For the records below, say how many lines contain the string "Result". Give no other text.

(Stored data entries)
-*-*-
//! Generic logger utility functions

// ---------------------------------------------------------------------------
// IMPORTS
// ---------------------------------------------------------------------------

// External imports
use log::{self, info};
use fern;
use colored::{ColoredString, Colorize};
use thiserror::Error;

// Internal imports
use crate::session;

// Re-exports
pub use log::LevelFilter;

// ---------------------------------------------------------------------------
// ENUMERATIONS
// ---------------------------------------------------------------------------

/// Errors associated with initialising the logger.
#[derive(Debug, Error)]
pub enum LoggerInitError {
    #[error("Expected a log level of at least `INFO`, found `{0}`")]
    InvalidMinLogLevel(log::LevelFilter),

    #[error("Unrecognised log level name \"{0}\"")]
    UnknownLevelName(String),

    #[error("Error initialising the log file: {0}")]
    LogFileInitError(std::io::Error),

    #[error("An error occured while setting up the logger: {0}")]
    FernInitError(log::SetLoggerError)
}

// ---------------------------------------------------------------------------
// PUBLIC FUNCTIONS
// ---------------------------------------------------------------------------

/// Initialise the logger for this execution.
///
/// Records are written both to stdout and to the session's log file.
///
/// # Notes
///
/// - `min_level` must be at least as verbose as `log::Level::Info`, so that lifecycle messages
///   always reach the log file.
///
/// # Safety
///
/// - This function must only be called once to prevent corrupting logs.
pub fn logger_init(
    min_level: self::LevelFilter,
    session: &session::Session
) -> Result<(), LoggerInitError> {

    if min_level < log::Level::Info {
        return Err(LoggerInitError::InvalidMinLogLevel(min_level))
    }

    // Setup the logger using fern's builder pattern
    match fern::Dispatch::new()
        .format(|out, message, record| {

            // If debug or trace include the target, otherwise don't include it
            if record.level() > log::Level::Info {
                out.finish(format_args!(
                    "[{:10.6} {}] {}: {}",
                    session::get_elapsed_seconds(),
                    level_to_str(record.level()),
                    record.target(),
                    message
                ))
            }
            else {
                out.finish(format_args!(
                    "[{:10.6} {}] {}",
                    session::get_elapsed_seconds(),
                    level_to_str(record.level()),
                    message
                ))
            }

        })
        .level(min_level)
        .level_for("serialport", LevelFilter::Info)
        .chain(std::io::stdout())
        .chain(match fern::log_file(session.log_file_path.clone()) {
            Ok(f) => f,
            Err(e) => return Err(LoggerInitError::LogFileInitError(e))
        })
        .apply() {
            Ok(_) => (),
            Err(e) => return Err(LoggerInitError::FernInitError(e))
        };

    info!("Logging initialised");
    info!("    Session epoch: {}", session::get_epoch());
    info!("    Log level: {:?}", min_level);
    info!("    Log file path: {:?}", session.log_file_path);

    Ok(())
}

/// Parse a level name as found in a parameter file (`"info"`, `"debug"` or `"trace"`).
pub fn parse_level(name: &str) -> Result<LevelFilter, LoggerInitError> {
    let level: LevelFilter = name.parse()
        .map_err(|_| LoggerInitError::UnknownLevelName(name.to_string()))?;

    if level < log::Level::Info {
        return Err(LoggerInitError::InvalidMinLogLevel(level))
    }

    Ok(level)
}

// ---------------------------------------------------------------------------
// PRIVATE FUNCTIONS
// ---------------------------------------------------------------------------

/// Get the string representation of a log level
fn level_to_str(level: log::Level) -> ColoredString {
    match level {
        log::Level::Trace => "TRC".dimmed().italic(),
        log::Level::Debug => "DBG".dimmed(),
        log::Level::Info  => "INF".normal(),
        log::Level::Warn  => "WRN".yellow(),
        log::Level::Error => "ERR".red().bold()
    }
}

#[cfg(test)]
mod test {
    use super::*;

    #[test]
    fn test_parse_level() {
        assert_eq!(parse_level("info").unwrap(), LevelFilter::Info);
        assert_eq!(parse_level("TRACE").unwrap(), LevelFilter::Trace);

        assert!(matches!(
            parse_level("warn"),
            Err(LoggerInitError::InvalidMinLogLevel(LevelFilter::Warn))
        ));
        assert!(matches!(
            parse_level("loud"),
            Err(LoggerInitError::UnknownLevelName(_))
        ));
    }
}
-*-*-
▶ [THE ANSWER] 2